A US Cambridge, Massachusetts based Moderna just released a media press with which to announce the primary efficacy analysis in the Phase 3 COVE study for mRNA-1273, their covid-19 vaccine, they plan to request an emergency use authorisation from the United States and Europe.
In April, Moderna announced that they received an award from US Government Agency BARDA for up to $483 million to accelerate the development of mRNA vaccine against novel coronavirus.
The firm full results confirmed a high efficacy estimated at 94.1 percentile. In the press release where the aspiration to make such a request was announced, the frim said, “we believe that our vaccine will provide a new and powerful tool that may change the course of this pandemic and help prevent severe disease, hospitalisations and death.”

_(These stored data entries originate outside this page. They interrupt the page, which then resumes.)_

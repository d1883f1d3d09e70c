//! Unified error type for the deed drafting service.
//!
//! Every failure is scoped to the single request that triggered it: validation
//! failures carry the full report so the form can be corrected and resubmitted,
//! persistence and export failures carry the underlying message.

use crate::core::validation::ValidationReport;
use thiserror::Error;

/// All errors produced by the crate
#[derive(Debug, Error)]
pub enum Error {
    /// Configuration could not be loaded or is inconsistent
    #[error("Configuration error: {message}")]
    Config {
        /// Human-readable description
        message: String,
    },

    /// Underlying database failure
    #[error("Database error: {0}")]
    Database(#[from] sea_orm::DbErr),

    /// File system or socket failure
    #[error("I/O error: {0}")]
    Io(#[from] std::io::Error),

    /// A date that should have been validated could not be parsed
    #[error("Invalid date: {value}")]
    InvalidDate {
        /// The offending raw input
        value: String,
    },

    /// No document with this id exists
    #[error("Document {id} not found")]
    DocumentNotFound {
        /// Requested document id
        id: i64,
    },

    /// An update tried to change the type of a stored document
    #[error("Document is a {expected}, cannot replace it with a {found}")]
    KindMismatch {
        /// Kind stored in the database
        expected: String,
        /// Kind of the submitted form
        found: String,
    },

    /// The submitted form failed validation
    #[error("Validation failed in {} section(s)", .0.errors.len())]
    Validation(ValidationReport),

    /// A stored row could not be mapped back into a form
    #[error("Stored document is corrupt: {message}")]
    Corrupt {
        /// What could not be mapped
        message: String,
    },

    /// HTTP server failure
    #[error("Server error: {message}")]
    Server {
        /// Human-readable description
        message: String,
    },
}

/// Convenience `Result` type
pub type Result<T> = std::result::Result<T, Error>;
//! Reference data endpoints feeding the cascading address and property dropdowns.

use crate::{
    api::{
        AppState,
        error::ApiError,
        extract::{Path, Query},
        response::ApiResponse,
    },
    config::DefaultsConfig,
    core::reference,
};
use axum::{
    Router,
    extract::State,
    response::Json as ResponseJson,
    routing::get,
};
use serde::{Deserialize, Serialize};

/// One dropdown option
#[derive(Debug, Clone, PartialEq, Eq, Serialize)]
pub struct LookupItem {
    pub id: i64,
    pub name: String,
}

/// `?districtId=` filter for offices
#[derive(Debug, Deserialize)]
#[serde(rename_all = "camelCase")]
pub struct OfficeQuery {
    pub district_id: Option<i64>,
}

/// GET /api/reference/districts
pub async fn districts(
    State(state): State<AppState>,
) -> Result<ResponseJson<ApiResponse<Vec<LookupItem>>>, ApiError> {
    let items = reference::list_districts(&state.db)
        .await?
        .into_iter()
        .map(|district| LookupItem {
            id: district.id,
            name: district.name,
        })
        .collect();
    Ok(ResponseJson(ApiResponse::success(items)))
}

/// GET /api/reference/districts/{id}/taluks
pub async fn taluks(
    State(state): State<AppState>,
    Path(district_id): Path<i64>,
) -> Result<ResponseJson<ApiResponse<Vec<LookupItem>>>, ApiError> {
    let items = reference::list_taluks(&state.db, district_id)
        .await?
        .into_iter()
        .map(|taluk| LookupItem {
            id: taluk.id,
            name: taluk.name,
        })
        .collect();
    Ok(ResponseJson(ApiResponse::success(items)))
}

/// GET /api/reference/taluks/{id}/villages
pub async fn villages(
    State(state): State<AppState>,
    Path(taluk_id): Path<i64>,
) -> Result<ResponseJson<ApiResponse<Vec<LookupItem>>>, ApiError> {
    let items = reference::list_villages(&state.db, taluk_id)
        .await?
        .into_iter()
        .map(|village| LookupItem {
            id: village.id,
            name: village.name,
        })
        .collect();
    Ok(ResponseJson(ApiResponse::success(items)))
}

/// GET /api/reference/sub-registrar-offices?districtId=
pub async fn sub_registrar_offices(
    State(state): State<AppState>,
    Query(query): Query<OfficeQuery>,
) -> Result<ResponseJson<ApiResponse<Vec<LookupItem>>>, ApiError> {
    let items = reference::list_sub_registrar_offices(&state.db, query.district_id)
        .await?
        .into_iter()
        .map(|office| LookupItem {
            id: office.id,
            name: office.name,
        })
        .collect();
    Ok(ResponseJson(ApiResponse::success(items)))
}

/// GET /api/reference/defaults
/// Attribution values prefilled into new forms
pub async fn defaults(State(state): State<AppState>) -> ResponseJson<ApiResponse<DefaultsConfig>> {
    ResponseJson(ApiResponse::success(state.defaults.as_ref().clone()))
}

/// Routes under `/api/reference`
pub fn router() -> Router<AppState> {
    Router::new()
        .route("/reference/districts", get(districts))
        .route("/reference/districts/{id}/taluks", get(taluks))
        .route("/reference/taluks/{id}/villages", get(villages))
        .route("/reference/sub-registrar-offices", get(sub_registrar_offices))
        .route("/reference/defaults", get(defaults))
}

The world awaited the vaccine until hope was lost, I wish it’s safe to say eventually the vaccine’s found and lives would be saved, albeit that merely lies in the hand of the US Food and Drug Administration as they might find or not find the drug safe and effective. The world, of course, wishes for the safety and effectiveness thereof.
If it is find effectively safe to utilise, eNCA sees the first of the drug’s two doses injected into the arms of of millions of Americans by the middle of December.
Good news is the world sees the use and need of Moderna’s vaccines as UK has bought 7 million doses of the vaccine, initial GB bought 5 million shortly after the announcement of the drug efficacy, and the last 2 million last week. despite the purchase made, the supplies of the vaccine to the UK are not anticipated until March 2021.
The Guardian reported that even though the firm has done deals from international borders, the US will get access first as it has put $2.48 billion in the firm and was a key part of the Trump administration’s Operation Warp Speed. Moderna said it anticipated to have about 20 million doses available for the US prior the end of this year.